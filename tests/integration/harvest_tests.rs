//! Integration tests for the harvester
//!
//! These tests use wiremock to stand in for the remote API and in-memory
//! sinks in place of Kafka and Redis, and run the full harvest cycle.

use feed_harvester::config::{parse_config, Config};
use feed_harvester::crawler::harvest;
use feed_harvester::output::{MemoryKeyValueSink, MemoryLogSink, Publisher};
use feed_harvester::ResourceKind;
use serde_json::{json, Value};
use std::sync::Arc;
use std::time::Duration;
use wiremock::matchers::{header, method, path, path_regex};
use wiremock::{Mock, MockServer, Request, Respond, ResponseTemplate};

/// Creates a test configuration pointing at the given base URL
fn create_test_config(base_url: &str, last_page: u32) -> Config {
    let toml = format!(
        r#"
[source]
base-url = "{}"
app-id = "test-app"
request-timeout-secs = 1
page-size = 10

[pages]
first = 1
last = {}

[retry]
max-attempts = 3
initial-delay-ms = 10
max-delay-ms = 20
max-total-wait-ms = 100
jitter = false
"#,
        base_url, last_page
    );
    parse_config(&toml, None).expect("test config should be valid")
}

fn memory_publisher() -> (Arc<MemoryLogSink>, Arc<MemoryKeyValueSink>, Publisher) {
    let log = Arc::new(MemoryLogSink::new());
    let store = Arc::new(MemoryKeyValueSink::new());
    let publisher = Publisher::new(log.clone(), store.clone());
    (log, store, publisher)
}

fn owner_json(email: &str) -> Value {
    json!({
        "title": "ms",
        "firstName": "Sara",
        "lastName": "Andersen",
        "email": email,
        "gender": "female"
    })
}

/// Serves one list page of the given kind, sized by the `limit` query
struct ListResponder {
    kind: ResourceKind,
}

impl Respond for ListResponder {
    fn respond(&self, request: &Request) -> ResponseTemplate {
        let query = |name: &str| {
            request
                .url
                .query_pairs()
                .find(|(k, _)| k == name)
                .and_then(|(_, v)| v.parse::<u32>().ok())
                .unwrap_or(0)
        };
        let page = query("page");
        let limit = query("limit");

        let data: Vec<Value> = (0..limit)
            .map(|i| match self.kind {
                ResourceKind::Person => json!({ "id": format!("u-{}-{}", page, i) }),
                ResourceKind::Post => json!({
                    "owner": owner_json(&format!("post-{}-{}@example.com", page, i)),
                    "text": "hello",
                    "likes": i,
                    "tags": ["dog", "beach"],
                    "publishDate": "2020-05-24T14:53:17.598Z"
                }),
                ResourceKind::Comment => json!({
                    "id": format!("c-{}-{}", page, i),
                    "message": "nice",
                    "owner": owner_json("commenter@example.com")
                }),
            })
            .collect();

        ResponseTemplate::new(200).set_body_json(json!({ "data": data }))
    }
}

/// Serves `/user/{id}`, answering with a broken body for ids ending in `fail_suffix`
struct DetailResponder {
    fail_suffix: Option<&'static str>,
}

impl Respond for DetailResponder {
    fn respond(&self, request: &Request) -> ResponseTemplate {
        let id = request.url.path().rsplit('/').next().unwrap_or_default().to_string();

        if let Some(suffix) = self.fail_suffix {
            if id.ends_with(suffix) {
                return ResponseTemplate::new(200).set_body_string("not json");
            }
        }

        ResponseTemplate::new(200).set_body_json(owner_json(&format!("{}@example.com", id)))
    }
}

async fn mount_api(server: &MockServer, fail_suffix: Option<&'static str>) {
    Mock::given(method("GET"))
        .and(path_regex(r"^/user/[^/]+$"))
        .respond_with(DetailResponder { fail_suffix })
        .mount(server)
        .await;

    for kind in ResourceKind::ALL {
        Mock::given(method("GET"))
            .and(path(format!("/{}", kind.endpoint())))
            .respond_with(ListResponder { kind })
            .mount(server)
            .await;
    }
}

#[tokio::test]
async fn test_full_harvest_publishes_every_record() {
    let mock_server = MockServer::start().await;
    mount_api(&mock_server, None).await;

    let config = create_test_config(&mock_server.uri(), 10);
    let (log, store, publisher) = memory_publisher();

    let summary = harvest(&config, publisher).await.expect("harvest should run");

    assert_eq!(summary.total_units(), 30);
    assert!(!summary.has_failures());
    assert_eq!(log.len(), 300);
    assert_eq!(store.writes().len(), 300);

    for kind in ResourceKind::ALL {
        let totals = summary.kind(kind);
        assert_eq!(totals.units_succeeded, 10);
        assert_eq!(totals.records_fetched, 100);
    }

    // People are stored under their email with the full detail record
    let person: Value =
        serde_json::from_str(&store.get("u-3-4@example.com").expect("person stored")).unwrap();
    assert_eq!(person["firstName"], "Sara");
    assert_eq!(person["email"], "u-3-4@example.com");

    // Comments are keyed by their own id
    assert!(store.get("c-7-0").is_some());

    // Every log message is a versioned envelope
    for message in log.messages() {
        let envelope: Value = serde_json::from_slice(&message.value).unwrap();
        assert_eq!(envelope["schema"], "feed-harvester.record");
        assert_eq!(envelope["version"], 1);
        assert_eq!(envelope["key"].as_str().unwrap().as_bytes(), &message.key[..]);
    }
}

#[tokio::test]
async fn test_requests_carry_configured_headers() {
    let mock_server = MockServer::start().await;

    // Only requests with both headers get a usable body
    Mock::given(method("GET"))
        .and(path("/post"))
        .and(header("app-id", "test-app"))
        .and(header("user-agent", "Mozilla/5.0"))
        .respond_with(ListResponder {
            kind: ResourceKind::Post,
        })
        .expect(2)
        .mount(&mock_server)
        .await;

    let config = create_test_config(&mock_server.uri(), 2);
    let (_log, _store, publisher) = memory_publisher();

    let summary = harvest(&config, publisher).await.unwrap();

    assert_eq!(summary.kind(ResourceKind::Post).units_succeeded, 2);
}

#[tokio::test]
async fn test_failing_source_still_completes() {
    // Nothing is mounted: every request gets an empty 404, which does not decode
    let mock_server = MockServer::start().await;

    let config = create_test_config(&mock_server.uri(), 5);
    let (log, store, publisher) = memory_publisher();

    let summary = harvest(&config, publisher).await.unwrap();

    assert_eq!(summary.total_units(), 15);
    assert_eq!(summary.overall().units_failed, 15);
    assert!(summary.is_complete_failure());
    assert!(log.is_empty());
    assert!(store.writes().is_empty());
}

#[tokio::test]
async fn test_unreachable_source_exhausts_retries() {
    // Port 1 refuses connections; every attempt fails at the transport level
    let config = create_test_config("http://127.0.0.1:1", 1);
    let (log, _store, publisher) = memory_publisher();

    let summary = harvest(&config, publisher).await.unwrap();

    assert_eq!(summary.total_units(), 3);
    assert!(summary.is_complete_failure());
    assert!(log.is_empty());
    for outcome in &summary.outcomes {
        assert!(outcome.is_failed());
    }
}

#[tokio::test]
async fn test_failed_details_make_people_partial() {
    let mock_server = MockServer::start().await;
    mount_api(&mock_server, Some("-3")).await;

    let config = create_test_config(&mock_server.uri(), 2);
    let (_log, store, publisher) = memory_publisher();

    let summary = harvest(&config, publisher).await.unwrap();

    let people = summary.kind(ResourceKind::Person);
    assert_eq!(people.units_partial, 2);
    assert_eq!(people.details_missing, 2);
    assert_eq!(people.records_fetched, 18);
    assert!(store.get("u-1-3@example.com").is_none());
    assert!(store.get("u-1-4@example.com").is_some());

    assert_eq!(summary.kind(ResourceKind::Post).units_succeeded, 2);
    assert!(summary.has_failures());
    assert!(!summary.is_complete_failure());
}

#[tokio::test]
async fn test_decode_error_is_not_retried() {
    let mock_server = MockServer::start().await;

    Mock::given(method("GET"))
        .and(path("/comment"))
        .respond_with(ResponseTemplate::new(200).set_body_string("{\"data\": oops"))
        .expect(1)
        .mount(&mock_server)
        .await;

    let config = create_test_config(&mock_server.uri(), 1);
    let (_log, _store, publisher) = memory_publisher();

    let summary = harvest(&config, publisher).await.unwrap();

    assert_eq!(summary.kind(ResourceKind::Comment).units_failed, 1);
}

#[tokio::test]
async fn test_error_status_with_valid_body_is_used() {
    let mock_server = MockServer::start().await;

    Mock::given(method("GET"))
        .and(path("/post"))
        .respond_with(ResponseTemplate::new(503).set_body_json(json!({
            "data": [{ "owner": owner_json("late@example.com"), "text": "still here" }]
        })))
        .mount(&mock_server)
        .await;

    let config = create_test_config(&mock_server.uri(), 1);
    let (log, store, publisher) = memory_publisher();

    let summary = harvest(&config, publisher).await.unwrap();

    assert_eq!(summary.kind(ResourceKind::Post).units_succeeded, 1);
    assert_eq!(log.len(), 1);
    assert!(store.get("late@example.com").is_some());
}

#[tokio::test]
async fn test_timed_out_request_is_retried() {
    let mock_server = MockServer::start().await;

    // The first request outlives the 1s client timeout; the retry gets a fast answer
    Mock::given(method("GET"))
        .and(path("/comment"))
        .respond_with(
            ResponseTemplate::new(200)
                .set_body_json(json!({ "data": [] }))
                .set_delay(Duration::from_secs(3)),
        )
        .up_to_n_times(1)
        .mount(&mock_server)
        .await;

    Mock::given(method("GET"))
        .and(path("/comment"))
        .respond_with(ListResponder {
            kind: ResourceKind::Comment,
        })
        .mount(&mock_server)
        .await;

    let config = create_test_config(&mock_server.uri(), 1);
    let (_log, store, publisher) = memory_publisher();

    let summary = harvest(&config, publisher).await.unwrap();

    assert_eq!(summary.kind(ResourceKind::Comment).units_succeeded, 1);
    assert!(store.get("c-1-9").is_some());
}

#[tokio::test]
async fn test_people_with_unreadable_details_count_as_failed() {
    let mock_server = MockServer::start().await;

    // People lists resolve, every detail body is broken, everything else is a 404
    Mock::given(method("GET"))
        .and(path_regex(r"^/user/[^/]+$"))
        .respond_with(ResponseTemplate::new(200).set_body_string("not json"))
        .mount(&mock_server)
        .await;
    Mock::given(method("GET"))
        .and(path("/user"))
        .respond_with(ListResponder {
            kind: ResourceKind::Person,
        })
        .mount(&mock_server)
        .await;

    let config = create_test_config(&mock_server.uri(), 2);
    let (log, store, publisher) = memory_publisher();

    let summary = harvest(&config, publisher).await.unwrap();

    assert_eq!(summary.overall().records_fetched, 0);
    assert_eq!(summary.kind(ResourceKind::Person).units_failed, 2);
    assert_eq!(summary.overall().units_partial, 0);
    assert!(summary.is_complete_failure());
    assert!(log.is_empty());
    assert!(store.writes().is_empty());
}

#[tokio::test]
async fn test_posts_without_owner_email_are_not_published() {
    let mock_server = MockServer::start().await;

    Mock::given(method("GET"))
        .and(path("/post"))
        .respond_with(ResponseTemplate::new(200).set_body_json(json!({
            "data": [
                { "owner": { "id": "60d0fe4f5311236168a109ca", "firstName": "Sara" }, "text": "one" },
                { "owner": { "id": "60d0fe4f5311236168a109cb", "firstName": "Edita" }, "text": "two" },
                { "owner": owner_json("known@example.com"), "text": "three" }
            ]
        })))
        .mount(&mock_server)
        .await;

    let config = create_test_config(&mock_server.uri(), 1);
    let (log, store, publisher) = memory_publisher();

    let summary = harvest(&config, publisher).await.unwrap();

    let posts = summary.kind(ResourceKind::Post);
    assert_eq!(posts.records_fetched, 3);
    assert_eq!(posts.publish.log_written, 1);
    assert_eq!(posts.publish.log_failed, 2);
    assert_eq!(posts.publish.kv_failed, 2);

    let log_keys: Vec<_> = log.messages().into_iter().map(|m| m.key).collect();
    assert_eq!(log_keys, vec![b"known@example.com".to_vec()]);
    let kv_keys: Vec<_> = store.writes().into_iter().map(|(k, _)| k).collect();
    assert_eq!(kv_keys, vec!["known@example.com".to_string()]);
}
//! Redis implementation of the key/value sink

use crate::config::RedisConfig;
use crate::output::traits::{KeyValueSink, SinkError, SinkResult};
use async_trait::async_trait;
use redis::aio::ConnectionManager;
use redis::AsyncCommands;

/// Key/value sink backed by a Redis connection manager
#[derive(Clone)]
pub struct RedisKeyValueSink {
    manager: ConnectionManager,
}

impl RedisKeyValueSink {
    /// Opens a managed connection to the configured server
    pub async fn connect(config: &RedisConfig) -> SinkResult<Self> {
        let client = redis::Client::open(config.url.as_str())
            .map_err(|e| SinkError::Connection(format!("Invalid Redis URL: {}", e)))?;
        let manager = ConnectionManager::new(client)
            .await
            .map_err(|e| SinkError::Connection(format!("Redis unreachable: {}", e)))?;

        Ok(Self { manager })
    }

    /// Sends `PING` and expects `PONG`
    pub async fn ping(&self) -> SinkResult<()> {
        let mut conn = self.manager.clone();
        let reply: String = redis::cmd("PING")
            .query_async(&mut conn)
            .await
            .map_err(|e| SinkError::Connection(format!("Redis PING failed: {}", e)))?;

        if reply != "PONG" {
            return Err(SinkError::Connection(format!(
                "Unexpected PING reply: {}",
                reply
            )));
        }

        tracing::info!("Connected to Redis");
        Ok(())
    }
}

#[async_trait]
impl KeyValueSink for RedisKeyValueSink {
    async fn put(&self, key: &str, value: &str) -> SinkResult<()> {
        let mut conn = self.manager.clone();
        // Plain SET: entries never expire
        conn.set::<_, _, ()>(key, value)
            .await
            .map_err(|e| SinkError::KeyValue(format!("Redis SET {} failed: {}", key, e)))?;

        tracing::debug!(key = %key, "Stored record");
        Ok(())
    }
}
//! State module for tracking harvest progress
//!
//! `UnitState` tracks a single (page, kind) unit of work from launch until it
//! reaches the completion barrier.

mod unit_state;

pub use unit_state::UnitState;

**The problem:**
Check each line of the listing for "limit", and copy the ones that hold it.

**Answer:**
/// Serves one list page of the given kind, sized by the `limit` query
        let limit = query("limit");
        let data: Vec<Value> = (0..limit)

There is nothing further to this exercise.